In 2026, rising expenses for women, who typically undergo mammograms annually, could put more pressure on insurers to cover certain AI applied to breast imaging.
“For reimbursement, we really need CPT codes for these AI products, because otherwise we’re going to authorize or enable patients who can afford it to get the AI, which has improved performance,” Sarah Friedewald, chief of the academic division of breast imaging at Mass General Brigham, said during a session at RSNA. “And that’s really not an equitable way to implement AI.”
Value-based experiments: opportunistic selection
In the absence of patient reimbursement or payment, health systems can still choose to invest in AI. They just need to believe that the technology will improve the efficiency or quality of healthcare enough to be worth it.
“If they feel, based on the published literature or their own internal experience, that this provides enough value for them, then I think we should use that as a sign, because they are paying out of their own pocket,” Mehrotra said. “If it doesn’t, it’s also a strong signal that this tool may not be adding enough value to our health system.” »
To this end, several health systems – typically large academic medical centers – are implementing opportunistic screening for health problems using existing radiology images. NYU Langone is experimenting using A CT scan to look for signs of osteoporosisand Emory Healthcare is developing an algorithm to search mammary arterial calcificationa signal of cardiovascular risk, in standard mammograms.

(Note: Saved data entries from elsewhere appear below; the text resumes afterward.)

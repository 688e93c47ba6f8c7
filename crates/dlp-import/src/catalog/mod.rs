//! Table discovery and per-table policy resolution.

mod policy;

pub use policy::{FullRuleSpec, PolicyDocument, RuleSpec, TablePolicySpec};

use std::collections::BTreeSet;

use tracing::{debug, info};

use crate::core::{ColumnPolicy, SourceReader, Table, TableIdentity};
use crate::error::{MigrateError, Result};

/// One table selected for migration.
#[derive(Debug, Clone)]
pub struct CatalogEntry {
    pub identity: TableIdentity,
    pub table: Table,
    pub policy: ColumnPolicy,
}

/// The set of tables a run migrates, in name order.
#[derive(Debug, Clone, Default)]
pub struct TableCatalog {
    entries: Vec<CatalogEntry>,
}

impl TableCatalog {
    /// Enumerate source tables and resolve each table's column policy.
    pub async fn discover(
        reader: &dyn SourceReader,
        source_schema: &str,
        dataset: &str,
        excluded: &[String],
        policy: &PolicyDocument,
    ) -> Result<Self> {
        let tables = reader.list_tables(source_schema).await?;
        info!(
            "Found {} tables in source schema '{}'",
            tables.len(),
            source_schema
        );
        Self::resolve(tables, dataset, excluded, policy)
    }

    /// Build the catalog from already-listed tables.
    pub fn resolve(
        mut tables: Vec<Table>,
        dataset: &str,
        excluded: &[String],
        policy: &PolicyDocument,
    ) -> Result<Self> {
        tables.sort_by(|a, b| a.name.cmp(&b.name));

        let is_excluded =
            |name: &str| excluded.iter().any(|e| e.eq_ignore_ascii_case(name));

        for name in excluded {
            if !tables.iter().any(|t| t.name.eq_ignore_ascii_case(name)) {
                return Err(MigrateError::Config(format!(
                    "excluded table '{}' does not exist in the source",
                    name
                )));
            }
        }

        let mut seen = BTreeSet::new();
        for spec in &policy.tables {
            if !seen.insert(spec.table.to_lowercase()) {
                return Err(MigrateError::Config(format!(
                    "policy document lists table '{}' more than once",
                    spec.table
                )));
            }
            if !tables.iter().any(|t| t.name.eq_ignore_ascii_case(&spec.table)) {
                return Err(MigrateError::Config(format!(
                    "policy names table '{}' which does not exist in the source",
                    spec.table
                )));
            }
            if is_excluded(&spec.table) {
                return Err(MigrateError::Config(format!(
                    "policy names table '{}' which is excluded",
                    spec.table
                )));
            }
        }

        let mut entries = Vec::with_capacity(tables.len());
        for table in tables {
            if is_excluded(&table.name) {
                debug!("Skipping excluded table {}", table.name);
                continue;
            }
            let identity = TableIdentity::new(dataset, table.name.clone());
            let policy = match policy.table(&table.name) {
                Some(spec) => resolve_table_policy(&identity, &table, spec)?,
                None => ColumnPolicy::passthrough(),
            };
            entries.push(CatalogEntry {
                identity,
                table,
                policy,
            });
        }

        Ok(Self { entries })
    }

    pub fn entries(&self) -> &[CatalogEntry] {
        &self.entries
    }

    pub fn into_entries(self) -> Vec<CatalogEntry> {
        self.entries
    }

    pub fn get(&self, identity: &TableIdentity) -> Option<&CatalogEntry> {
        self.entries.iter().find(|e| &e.identity == identity)
    }

    pub fn len(&self) -> usize {
        self.entries.len()
    }

    pub fn is_empty(&self) -> bool {
        self.entries.is_empty()
    }
}

fn resolve_table_policy(
    identity: &TableIdentity,
    table: &Table,
    spec: &TablePolicySpec,
) -> Result<ColumnPolicy> {
    let mut policy = ColumnPolicy::passthrough();
    for (column, rule) in &spec.columns {
        let Some(col) = table.column(column) else {
            return Err(MigrateError::Config(format!(
                "policy names column '{}' which does not exist in table '{}'",
                column, table.name
            )));
        };
        let (strategy, domain) = rule.resolve()?;
        policy = policy.with_rule(identity, col.name.clone(), strategy, domain);
    }
    debug!("{}: {} columns selected for de-identification", identity, policy.len());
    Ok(policy)
}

“I like to call opportunistic screening a rare triple win in the U.S. healthcare system, especially for AI,” said Hari Trivedi, co-director of the Health Innovation and Translational Informatics Lab at Emory University. Patients are informed earlier about their health risks, health systems can generate more revenue from patients referred for follow-up preventive care, and payers can save money in the long term by avoiding hospitalizations due to major health events.
Opportunistic screening programs are typically implemented in clinical research to determine whether detecting risky signs in images actually improves patient outcomes – the first hurdle in deciding whether a technology is worth using. But a side effect of these studies is that a health system should also be able to track their financial impact. Health systems may not report these results in the same way, but their results will still be worth tracking.